## EXERCISE PROMPT
Work out how many lines of the data below hold the string "usize". Answer with that number alone.

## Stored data
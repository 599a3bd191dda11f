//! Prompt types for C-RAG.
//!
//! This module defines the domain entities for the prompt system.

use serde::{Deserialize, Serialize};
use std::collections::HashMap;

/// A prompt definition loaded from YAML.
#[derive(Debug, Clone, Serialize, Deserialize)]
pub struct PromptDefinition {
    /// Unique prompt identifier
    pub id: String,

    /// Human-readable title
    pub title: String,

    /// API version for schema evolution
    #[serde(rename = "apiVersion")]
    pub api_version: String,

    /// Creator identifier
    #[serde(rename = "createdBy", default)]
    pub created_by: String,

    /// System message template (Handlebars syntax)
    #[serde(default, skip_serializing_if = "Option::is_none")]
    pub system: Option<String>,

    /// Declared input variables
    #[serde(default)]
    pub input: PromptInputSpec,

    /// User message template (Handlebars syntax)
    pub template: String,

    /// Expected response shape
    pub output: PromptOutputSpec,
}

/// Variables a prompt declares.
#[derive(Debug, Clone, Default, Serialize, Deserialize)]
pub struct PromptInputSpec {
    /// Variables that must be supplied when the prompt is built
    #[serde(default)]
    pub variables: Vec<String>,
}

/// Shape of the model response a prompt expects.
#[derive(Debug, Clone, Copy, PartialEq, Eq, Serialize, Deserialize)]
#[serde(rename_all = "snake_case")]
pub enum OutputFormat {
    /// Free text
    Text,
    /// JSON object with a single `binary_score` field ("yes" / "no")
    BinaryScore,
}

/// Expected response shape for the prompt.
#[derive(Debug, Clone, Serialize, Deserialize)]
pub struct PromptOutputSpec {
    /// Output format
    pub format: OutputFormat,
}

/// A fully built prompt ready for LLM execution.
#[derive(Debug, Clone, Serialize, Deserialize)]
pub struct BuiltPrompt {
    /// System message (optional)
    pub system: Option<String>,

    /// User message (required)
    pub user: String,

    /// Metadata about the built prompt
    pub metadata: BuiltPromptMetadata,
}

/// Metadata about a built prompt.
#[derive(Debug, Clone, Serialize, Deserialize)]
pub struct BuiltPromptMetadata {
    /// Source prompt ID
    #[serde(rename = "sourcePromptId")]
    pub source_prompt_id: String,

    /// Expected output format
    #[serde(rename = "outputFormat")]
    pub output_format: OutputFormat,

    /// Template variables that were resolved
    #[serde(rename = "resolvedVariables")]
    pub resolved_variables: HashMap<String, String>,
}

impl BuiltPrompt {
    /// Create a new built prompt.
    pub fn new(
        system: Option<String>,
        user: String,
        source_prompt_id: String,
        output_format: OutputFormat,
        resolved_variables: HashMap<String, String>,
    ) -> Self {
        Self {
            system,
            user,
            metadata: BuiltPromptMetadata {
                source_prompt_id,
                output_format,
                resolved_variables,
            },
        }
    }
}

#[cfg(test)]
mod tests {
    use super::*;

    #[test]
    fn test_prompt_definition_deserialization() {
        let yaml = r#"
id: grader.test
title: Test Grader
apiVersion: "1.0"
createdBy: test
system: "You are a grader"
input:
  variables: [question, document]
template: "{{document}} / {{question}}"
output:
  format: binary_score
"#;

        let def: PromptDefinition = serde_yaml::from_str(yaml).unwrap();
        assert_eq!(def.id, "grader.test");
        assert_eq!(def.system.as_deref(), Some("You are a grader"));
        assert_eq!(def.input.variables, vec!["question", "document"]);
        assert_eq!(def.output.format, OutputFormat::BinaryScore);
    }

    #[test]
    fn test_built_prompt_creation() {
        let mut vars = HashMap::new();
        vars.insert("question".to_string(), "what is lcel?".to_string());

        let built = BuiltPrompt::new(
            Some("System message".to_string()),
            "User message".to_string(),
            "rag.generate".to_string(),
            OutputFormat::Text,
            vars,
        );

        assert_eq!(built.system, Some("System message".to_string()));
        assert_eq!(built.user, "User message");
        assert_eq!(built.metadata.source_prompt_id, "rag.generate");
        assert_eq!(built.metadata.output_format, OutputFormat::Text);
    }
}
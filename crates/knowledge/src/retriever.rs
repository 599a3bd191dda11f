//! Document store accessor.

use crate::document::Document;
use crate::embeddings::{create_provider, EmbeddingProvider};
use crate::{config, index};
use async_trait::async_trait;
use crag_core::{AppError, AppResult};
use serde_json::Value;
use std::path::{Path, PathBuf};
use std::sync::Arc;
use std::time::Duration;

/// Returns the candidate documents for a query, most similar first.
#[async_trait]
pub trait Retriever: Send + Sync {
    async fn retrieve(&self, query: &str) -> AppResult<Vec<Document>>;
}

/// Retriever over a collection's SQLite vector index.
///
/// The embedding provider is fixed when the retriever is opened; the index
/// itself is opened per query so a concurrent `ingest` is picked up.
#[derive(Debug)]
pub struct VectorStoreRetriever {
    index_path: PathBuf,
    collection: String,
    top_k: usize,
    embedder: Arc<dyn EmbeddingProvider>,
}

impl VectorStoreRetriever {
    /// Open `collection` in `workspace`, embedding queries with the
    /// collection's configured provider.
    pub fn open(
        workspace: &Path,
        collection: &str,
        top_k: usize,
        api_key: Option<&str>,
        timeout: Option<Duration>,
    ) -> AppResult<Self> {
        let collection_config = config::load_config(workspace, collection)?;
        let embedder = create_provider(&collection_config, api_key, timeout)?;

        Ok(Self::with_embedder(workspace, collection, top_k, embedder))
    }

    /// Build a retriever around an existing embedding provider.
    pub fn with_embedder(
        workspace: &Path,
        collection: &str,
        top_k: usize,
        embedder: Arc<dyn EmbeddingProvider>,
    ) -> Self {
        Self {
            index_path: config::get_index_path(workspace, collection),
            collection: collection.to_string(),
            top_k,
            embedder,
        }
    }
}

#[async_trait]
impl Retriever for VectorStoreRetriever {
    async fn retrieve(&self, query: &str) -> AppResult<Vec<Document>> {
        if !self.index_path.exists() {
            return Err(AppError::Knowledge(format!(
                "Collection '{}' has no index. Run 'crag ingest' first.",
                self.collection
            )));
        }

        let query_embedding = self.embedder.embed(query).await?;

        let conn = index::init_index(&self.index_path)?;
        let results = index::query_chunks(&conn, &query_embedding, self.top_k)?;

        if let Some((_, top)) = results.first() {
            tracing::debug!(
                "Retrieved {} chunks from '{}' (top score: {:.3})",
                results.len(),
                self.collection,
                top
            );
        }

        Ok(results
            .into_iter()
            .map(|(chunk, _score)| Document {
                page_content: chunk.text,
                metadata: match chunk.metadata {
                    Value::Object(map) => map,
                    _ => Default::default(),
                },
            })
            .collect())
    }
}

---

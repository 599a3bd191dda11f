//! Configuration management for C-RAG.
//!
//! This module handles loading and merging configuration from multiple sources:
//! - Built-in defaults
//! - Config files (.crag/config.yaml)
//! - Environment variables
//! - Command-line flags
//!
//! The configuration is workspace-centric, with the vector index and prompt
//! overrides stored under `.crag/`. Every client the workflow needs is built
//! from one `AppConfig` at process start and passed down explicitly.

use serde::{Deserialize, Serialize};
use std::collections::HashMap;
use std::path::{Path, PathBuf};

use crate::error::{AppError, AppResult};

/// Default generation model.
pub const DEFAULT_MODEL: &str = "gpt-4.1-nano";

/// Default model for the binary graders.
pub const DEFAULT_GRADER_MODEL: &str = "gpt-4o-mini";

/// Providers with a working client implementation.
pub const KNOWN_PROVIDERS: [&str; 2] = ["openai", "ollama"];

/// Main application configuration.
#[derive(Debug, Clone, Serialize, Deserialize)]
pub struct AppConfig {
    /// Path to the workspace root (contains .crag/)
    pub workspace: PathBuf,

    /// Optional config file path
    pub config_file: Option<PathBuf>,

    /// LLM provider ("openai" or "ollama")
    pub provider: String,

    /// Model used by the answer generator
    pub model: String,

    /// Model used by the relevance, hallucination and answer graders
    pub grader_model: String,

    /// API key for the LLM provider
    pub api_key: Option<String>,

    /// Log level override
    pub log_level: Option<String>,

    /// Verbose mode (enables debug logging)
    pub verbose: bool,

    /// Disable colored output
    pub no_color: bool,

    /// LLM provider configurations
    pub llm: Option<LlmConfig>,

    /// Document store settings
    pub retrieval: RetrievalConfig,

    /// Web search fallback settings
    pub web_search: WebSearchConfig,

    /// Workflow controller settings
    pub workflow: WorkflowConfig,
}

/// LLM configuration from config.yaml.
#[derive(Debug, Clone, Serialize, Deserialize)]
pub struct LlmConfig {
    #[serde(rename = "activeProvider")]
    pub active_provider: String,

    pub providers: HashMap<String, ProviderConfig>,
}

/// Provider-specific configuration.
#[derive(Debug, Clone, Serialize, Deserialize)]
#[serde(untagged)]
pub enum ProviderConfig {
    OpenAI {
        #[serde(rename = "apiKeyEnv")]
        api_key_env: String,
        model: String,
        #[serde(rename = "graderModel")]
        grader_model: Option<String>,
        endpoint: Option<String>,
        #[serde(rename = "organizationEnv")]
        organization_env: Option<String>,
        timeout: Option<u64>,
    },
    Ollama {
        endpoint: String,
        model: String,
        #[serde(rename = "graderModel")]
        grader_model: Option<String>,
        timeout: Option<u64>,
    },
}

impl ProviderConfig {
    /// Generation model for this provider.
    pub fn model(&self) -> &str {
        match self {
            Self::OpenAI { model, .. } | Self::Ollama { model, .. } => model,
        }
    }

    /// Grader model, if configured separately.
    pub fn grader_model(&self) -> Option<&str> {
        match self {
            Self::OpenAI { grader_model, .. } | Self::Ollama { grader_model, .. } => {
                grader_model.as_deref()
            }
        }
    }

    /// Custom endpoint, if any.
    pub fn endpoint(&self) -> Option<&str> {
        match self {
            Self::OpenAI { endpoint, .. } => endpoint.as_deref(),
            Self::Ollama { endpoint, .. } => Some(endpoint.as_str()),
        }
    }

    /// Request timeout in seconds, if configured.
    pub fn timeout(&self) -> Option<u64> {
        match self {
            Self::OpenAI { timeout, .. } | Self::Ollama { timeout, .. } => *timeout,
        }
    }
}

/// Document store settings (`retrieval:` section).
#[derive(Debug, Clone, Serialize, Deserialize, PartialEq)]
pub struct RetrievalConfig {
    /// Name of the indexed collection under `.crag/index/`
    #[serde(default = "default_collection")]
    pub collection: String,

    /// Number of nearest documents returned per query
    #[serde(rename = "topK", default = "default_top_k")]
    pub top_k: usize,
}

==

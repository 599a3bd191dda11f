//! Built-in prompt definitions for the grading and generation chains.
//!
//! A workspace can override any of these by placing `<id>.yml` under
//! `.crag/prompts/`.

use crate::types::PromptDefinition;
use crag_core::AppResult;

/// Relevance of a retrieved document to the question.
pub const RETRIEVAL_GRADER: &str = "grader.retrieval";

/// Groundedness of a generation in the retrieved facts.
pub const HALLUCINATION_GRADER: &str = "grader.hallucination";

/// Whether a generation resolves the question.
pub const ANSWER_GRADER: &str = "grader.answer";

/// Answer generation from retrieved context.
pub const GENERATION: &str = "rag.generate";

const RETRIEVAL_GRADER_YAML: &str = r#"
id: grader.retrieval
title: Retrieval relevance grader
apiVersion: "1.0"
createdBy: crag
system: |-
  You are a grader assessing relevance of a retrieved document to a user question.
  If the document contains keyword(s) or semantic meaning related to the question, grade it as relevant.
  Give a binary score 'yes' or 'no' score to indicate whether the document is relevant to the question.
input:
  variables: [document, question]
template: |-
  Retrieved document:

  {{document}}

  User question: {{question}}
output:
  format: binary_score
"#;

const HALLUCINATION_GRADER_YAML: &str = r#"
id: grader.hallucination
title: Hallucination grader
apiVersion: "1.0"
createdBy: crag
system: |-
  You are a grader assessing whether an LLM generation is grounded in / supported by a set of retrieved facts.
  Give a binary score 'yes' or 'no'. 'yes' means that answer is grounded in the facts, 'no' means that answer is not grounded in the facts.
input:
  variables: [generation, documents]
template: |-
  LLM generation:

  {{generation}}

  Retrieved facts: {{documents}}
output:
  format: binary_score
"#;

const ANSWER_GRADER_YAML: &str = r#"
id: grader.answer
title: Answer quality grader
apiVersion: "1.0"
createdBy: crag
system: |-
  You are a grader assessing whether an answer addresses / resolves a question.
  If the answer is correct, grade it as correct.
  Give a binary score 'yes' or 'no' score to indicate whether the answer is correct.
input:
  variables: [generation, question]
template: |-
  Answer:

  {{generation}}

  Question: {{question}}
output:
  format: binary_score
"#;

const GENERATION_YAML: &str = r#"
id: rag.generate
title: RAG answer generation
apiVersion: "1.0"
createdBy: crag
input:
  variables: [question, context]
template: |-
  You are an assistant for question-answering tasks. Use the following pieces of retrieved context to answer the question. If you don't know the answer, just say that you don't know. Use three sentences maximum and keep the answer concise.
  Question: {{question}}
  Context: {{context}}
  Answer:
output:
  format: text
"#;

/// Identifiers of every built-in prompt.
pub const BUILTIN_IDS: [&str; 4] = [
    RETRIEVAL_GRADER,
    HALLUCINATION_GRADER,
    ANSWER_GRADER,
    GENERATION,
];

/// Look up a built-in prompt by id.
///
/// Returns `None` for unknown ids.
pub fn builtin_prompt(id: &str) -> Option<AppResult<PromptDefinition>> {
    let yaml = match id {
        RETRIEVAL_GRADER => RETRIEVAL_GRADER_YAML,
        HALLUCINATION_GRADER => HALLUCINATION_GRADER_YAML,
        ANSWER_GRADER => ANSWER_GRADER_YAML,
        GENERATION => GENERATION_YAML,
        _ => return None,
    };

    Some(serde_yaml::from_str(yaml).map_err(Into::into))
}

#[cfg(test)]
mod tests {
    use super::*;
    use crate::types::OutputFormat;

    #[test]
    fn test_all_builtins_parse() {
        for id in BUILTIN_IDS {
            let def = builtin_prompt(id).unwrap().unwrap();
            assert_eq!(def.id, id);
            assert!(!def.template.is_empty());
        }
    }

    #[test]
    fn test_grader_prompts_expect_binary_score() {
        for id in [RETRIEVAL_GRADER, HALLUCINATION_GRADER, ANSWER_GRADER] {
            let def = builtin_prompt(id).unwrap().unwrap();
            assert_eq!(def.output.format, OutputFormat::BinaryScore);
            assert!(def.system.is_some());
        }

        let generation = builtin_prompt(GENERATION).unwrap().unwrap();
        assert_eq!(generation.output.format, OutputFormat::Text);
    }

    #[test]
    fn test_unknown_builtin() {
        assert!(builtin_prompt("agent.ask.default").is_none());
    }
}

## OUTPUT BELOW
4